椅子の上でうたた寝をしている、親指程度の身体を持つ精霊〝小鬼〟を摘み上げ、机の上に載せてやる。そして椅子に腰かけた私が鞄の中から取り出したのは、一冊の文庫本。


 本を開き、しおりを取り払ってページをめくり始める。

 しばらくの時がたち、夜のとばりが降り始めたころ。そろそろ帰ろうかと支度をしていると、ある異変に気が付いた。


「……定期が、ない」


 いつもはバスの定期券を入れている鞄のポケットに、代わりのように一枚の紙切れが収まっていた。嫌な気配を感じつつ、開く。



 『一葉ちゃんへ

 定期は預かってまーす☆ 返して欲しかったら部室棟の二階奥の用具室へ八時までに来てねー☆ 

 もし来てくれなかったら、僕達ムカついて定期割っちゃうかもー☆

 あっ。ゴムなら持ってるから安心してねー☆ 持ってるってだけだけどー☆』



 …………。



 あったま悪ぅ――!?


 なんだこれ。読んでいるほうが恥ずかしくなるような文章だ。いや、文章といえるのかな? これ。
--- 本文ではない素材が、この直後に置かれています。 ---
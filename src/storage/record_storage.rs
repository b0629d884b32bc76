use std::{
    cmp::Ordering,
    collections::{hash_map::Entry, HashMap},
    fmt::Debug,
    future::Future,
    ops::Deref,
    path::{Path, PathBuf},
};

use anyhow::{Context, Result};
use serde::{de::DeserializeOwned, Serialize};
use serde_json::Value;
use tokio::sync::Mutex;
use tracing::{debug, warn};

use crate::fs::operations::{read_optional, write_atomically};

/// Anything that can live in a [RecordStore] collection.
pub trait Record: Serialize + DeserializeOwned + Clone + Send + Sync + 'static {
    type Id: Copy + Eq + Debug + Serialize + Send + Sync + 'static;

    /// Name of the collection, also used as the file name by [JsonRecordStore].
    const COLLECTION: &'static str;

    fn id(&self) -> Self::Id;
}

type Filter<R> = Box<dyn Fn(&R) -> bool + Send + Sync>;
type Order<R> = Box<dyn Fn(&R, &R) -> Ordering + Send + Sync>;

/// Typed predicate + sort + limit, evaluated against a collection.
pub struct Query<R> {
    filters: Vec<Filter<R>>,
    order: Option<Order<R>>,
    limit: Option<usize>,
}

impl<R: Record> Query<R> {
    pub fn all() -> Self {
        Self {
            filters: Vec::new(),
            order: None,
            limit: None,
        }
    }

    pub fn by_id(id: R::Id) -> Self {
        Self::all().filter(move |record: &R| record.id() == id).limit(1)
    }

    /// Filters are combined, a record has to match all of them.
    pub fn filter(mut self, filter: impl Fn(&R) -> bool + Send + Sync + 'static) -> Self {
        self.filters.push(Box::new(filter));
        self
    }

    pub fn sort_by(mut self, order: impl Fn(&R, &R) -> Ordering + Send + Sync + 'static) -> Self {
        self.order = Some(Box::new(order));
        self
    }

    pub fn limit(mut self, limit: usize) -> Self {
        self.limit = Some(limit);
        self
    }

    pub fn apply(&self, records: impl IntoIterator<Item = R>) -> Vec<R> {
        let mut matching = records
            .into_iter()
            .filter(|record| self.filters.iter().all(|filter| filter(record)))
            .collect::<Vec<_>>();
        if let Some(order) = &self.order {
            matching.sort_by(|a, b| order(a, b));
        }
        if let Some(limit) = self.limit {
            matching.truncate(limit);
        }
        matching
    }
}

/// Interface of the persistent store. Changes made through `insert` and `delete` are visible to
/// `fetch` immediately and become durable on `save`.
pub trait RecordStore {
    /// Inserts the record, replacing a stored record with the same id.
    fn insert<R: Record>(&self, record: R) -> impl Future<Output = Result<()>>;

    /// Returns whether a record was removed.
    fn delete<R: Record>(&self, id: R::Id) -> impl Future<Output = Result<bool>>;

    fn fetch<R: Record>(&self, query: Query<R>) -> impl Future<Output = Result<Vec<R>>>;

    /// Commits pending changes.
    fn save(&self) -> impl Future<Output = Result<()>>;

    fn get<R: Record>(&self, id: R::Id) -> impl Future<Output = Result<Option<R>>> {
        async move { Ok(self.fetch(Query::by_id(id)).await?.into_iter().next()) }
    }
}

impl<T: Deref> RecordStore for T
where
    T::Target: RecordStore,
{
    fn insert<R: Record>(&self, record: R) -> impl Future<Output = Result<()>> {
        self.deref().insert(record)
    }

    fn delete<R: Record>(&self, id: R::Id) -> impl Future<Output = Result<bool>> {
        self.deref().delete::<R>(id)
    }

    fn fetch<R: Record>(&self, query: Query<R>) -> impl Future<Output = Result<Vec<R>>> {
        self.deref().fetch(query)
    }

    fn save(&self) -> impl Future<Output = Result<()>> {
        self.deref().save()
    }
}

/// Stored form of a record. Rows that fail to parse keep a `Null` id: they are never returned
/// but survive rewrites of the collection.
struct Row {
    id: Value,
    body: Value,
}

#[derive(Default)]
struct Collection {
    rows: Vec<Row>,
    dirty: bool,
}

impl Collection {
    fn position(&self, id: &Value) -> Option<usize> {
        self.rows.iter().position(|row| !row.id.is_null() && &row.id == id)
    }
}

/// The main realization of [RecordStore]. Each collection is a JSON array in
/// `<record_dir>/<collection>.json`, loaded on first use and rewritten atomically on save.
pub struct JsonRecordStore {
    record_dir: PathBuf,
    collections: Mutex<HashMap<&'static str, Collection>>,
}

impl JsonRecordStore {
    pub fn new(record_dir: PathBuf) -> Result<Self, std::io::Error> {
        std::fs::create_dir_all(&record_dir)?;

        Ok(Self {
            record_dir,
            collections: Mutex::new(HashMap::new()),
        })
    }

    fn collection_path(&self, collection: &str) -> PathBuf {
        self.record_dir.join(format!("{collection}.json"))
    }

    async fn load<R: Record>(path: &Path) -> Result<Collection> {
        debug!("Loading {path:?}");
        let Some(contents) = read_optional(path).await? else {
            return Ok(Collection::default());
        };
        if contents.trim().is_empty() {
            return Ok(Collection::default());
        }

        let values: Vec<Value> = serde_json::from_str(&contents)
            .with_context(|| format!("Collection {path:?} is not a JSON array"))?;

        let mut rows = Vec::with_capacity(values.len());
        for body in values {
            let id = match serde_json::from_value::<R>(body.clone()) {
                Ok(record) => serde_json::to_value(record.id())?,
                Err(e) => {
                    warn!("Found illegal record in {path:?}, keeping it untouched: {e}");
                    Value::Null
                }
            };
            rows.push(Row { id, body });
        }

        Ok(Collection { rows, dirty: false })
    }

    /// Runs `action` against the collection of `R`, loading it if needed.
    async fn with_collection<R: Record, T>(
        &self,
        action: impl FnOnce(&mut Collection) -> Result<T>,
    ) -> Result<T> {
        let mut collections = self.collections.lock().await;
        let collection = match collections.entry(R::COLLECTION) {
            Entry::Occupied(entry) => entry.into_mut(),
            Entry::Vacant(entry) => {
                entry.insert(Self::load::<R>(&self.collection_path(R::COLLECTION)).await?)
            }
        };
        action(collection)
    }
}

impl RecordStore for JsonRecordStore {
    async fn insert<R: Record>(&self, record: R) -> Result<()> {
        let id = serde_json::to_value(record.id())?;
        let body = serde_json::to_value(&record)?;
        self.with_collection::<R, _>(move |collection| {
            match collection.position(&id) {
                Some(index) => collection.rows[index].body = body,
                None => collection.rows.push(Row { id, body }),
            }
            collection.dirty = true;
            Ok(())
        })
        .await
    }

    async fn delete<R: Record>(&self, id: R::Id) -> Result<bool> {
        let id = serde_json::to_value(id)?;
        self.with_collection::<R, _>(move |collection| {
            let Some(index) = collection.position(&id) else {
                return Ok(false);
            };
            collection.rows.remove(index);
            collection.dirty = true;
            Ok(true)
        })
        .await
    }

    async fn fetch<R: Record>(&self, query: Query<R>) -> Result<Vec<R>> {
        let records = self
            .with_collection::<R, _>(|collection| {
                collection
                    .rows
                    .iter()
                    .filter(|row| !row.id.is_null())
                    .map(|row| Ok(serde_json::from_value::<R>(row.body.clone())?))
                    .collect::<Result<Vec<R>>>()
            })
            .await?;
        Ok(query.apply(records))
    }

    async fn save(&self) -> Result<()> {
        let mut collections = self.collections.lock().await;
        for (name, collection) in collections.iter_mut().filter(|(_, c)| c.dirty) {
            let bodies = collection.rows.iter().map(|row| &row.body).collect::<Vec<_>>();
            let serialized = serde_json::to_vec_pretty(&bodies)?;
            let path = self.collection_path(name);
            write_atomically(&path, &serialized)
                .await
                .with_context(|| format!("Failed to write collection {path:?}"))?;
            collection.dirty = false;
            debug!("Saved {} records into {path:?}", collection.rows.len());
        }
        Ok(())
    }
}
 誰の仕業……なんて考えるまでもないか。あの三馬鹿下衆野郎、どうやら本物の馬鹿だったらしい。


 さて……。どうしようかしらね。

 バスの定期券程度、別にくれてやっても問題ない。馬鹿馬鹿しいし腹立たしい出費だけれど。


 しかし、ここで無視したら次はどんな手でくる?

 ああいう奴らは遊び半分でこういう事をするから、しつこいし見境がないものだ。エスカレートするのは目に見えている。それに、多少の問題なら親がその財力を駆使してもみ消してくれると言うことを、今までの経験から良く知っているのだ。しかし、ここで問題を起こせば後が無いという考えには至らなかったらしい。なんにせよ、放置すれば面倒な事になる。


 教師に相談する? 否だ。

 ここの教職員達は、表面だけを取り繕うようなこの学園の教師〝らしい〟事に、基本的に生徒とは日常会話すら交わさないのだ。たとえこの手紙を見せたところで〝生徒同士の問題には手出しをしない〟と、取り合うことすらしないだろう。


 では警察に? さらに無い。

 事件にならなければ相談すらまともに受け付けない国家権力だ。あてにするほうが間違っている。

 放置はできない。誰かに相談もできない。ならば――


「ここはひとつ、私〝達〟でお灸をすえてやろうかしらね。手伝ってくれるかな?」


 私のその言葉に応えるように、人気(ひとけ)のない第二図書室がざわめいた。